Takayuki Fujii, MD, Yuji Nishizawa, PhD, Akihiro Kondo, MD, Masao Fujiwara, PhD, Keiichi Okano, PhD, Yasuyuki Suzuki, PhD. Department of Gastroenterological Surgery, Faculty of Medicine, Kagawa University.

[Objectives] 3D surgery has recently been attracting attention with the gradual increase in the use of surgery-assisting robots with 3D imaging and the development of 3D endoscopy. There have been no multifaceted studies on the superiority of the 3D endoscope compared with the 2D endoscope in surgical procedures. Thus, we performed a following examination and report our findings herein. 

[Subjects and methods] The subjects were 12 surgeons who were engaged in endoscopic surgery. A consumer camera, which was capable of obtaining both 2D and 3D images, was used. The time to perform 1 suture and 3 ligations was measured using a dry box. 2D and 3D endoscopes were alternately used to perform the measurement, 6 times in total. The number of mistakes in catching the string was also counted. In addition to the overall comparison of 3D and 2D endoscopes, a comparison was also made between the proficiency group of surgeons, who were skilled in performing endoscopic surgery, and the training group of surgeons, who were undergoing training for the surgery. Lastly, we administered a questionnaire survey regarding the superiority of 3D imaging using a Visual Analog Scale (VAS).

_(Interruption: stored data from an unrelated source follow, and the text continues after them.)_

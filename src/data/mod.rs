//! Observations and the clustering state
mod datum;
mod partition;

pub use datum::BinomialDatum;
pub use partition::{Cell, Partition, PartitionError};
#[cfg(feature = "serde1")]
use serde::{Deserialize, Serialize};

/// A binomial observation: `x` successes out of `n` trials
///
/// # Example
///
/// ```rust
/// use dpmix::data::BinomialDatum;
///
/// let datum = BinomialDatum::new(3, 10);
/// assert_eq!(datum.failures(), 7);
///
/// assert!(BinomialDatum::try_new(11, 10).is_none());
/// ```
#[derive(Debug, Clone, Copy, PartialEq, Eq, Hash)]
#[cfg_attr(feature = "serde1", derive(Serialize, Deserialize))]
#[cfg_attr(feature = "serde1", serde(rename_all = "snake_case"))]
pub struct BinomialDatum {
    /// Number of successes
    pub x: u32,
    /// Number of trials
    pub n: u32,
}

impl BinomialDatum {
    /// Create a new datum
    ///
    /// # Panics
    ///
    /// Panics if `x > n`.
    #[inline]
    pub fn new(x: u32, n: u32) -> Self {
        assert!(x <= n, "successes ({x}) exceed trials ({n})");
        BinomialDatum { x, n }
    }

    /// Create a new datum, or `None` if `x > n`
    #[inline]
    pub fn try_new(x: u32, n: u32) -> Option<Self> {
        (x <= n).then_some(BinomialDatum { x, n })
    }

    /// Number of failures, `n - x`
    #[inline]
    pub fn failures(&self) -> u32 {
        self.n - self.x
    }
}

impl From<BinomialDatum> for (u32, u32) {
    fn from(datum: BinomialDatum) -> Self {
        (datum.x, datum.n)
    }
}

[Results] The time for suture and ligation was significantly shorter with 3D than with 2D endoscopy (P=0.016), with a significant difference in the training group (P=0.002), but not in the proficiency group. The number of mistakes in catching the string decreased significantly (P=0.008) in both groups (n=10) with 3D imaging. Using the VAS, it was found that suturing, ligation, surgical technique, depth perception, accuracy, and usefulness were 73, 77, 65, 81, 70 and 77 points, respectively, with the 3D imaging.

[Conclusion] It was suggested that 3D imaging might contribute to a shorter time for suture and ligation, and also increase the accuracy of the surgical technique, with a decrease in the number of mistakes in catching the string. In addition, 3D imaging was especially useful for the training group. A high satisfaction level was confirmed based upon the results of the questionnaire survey.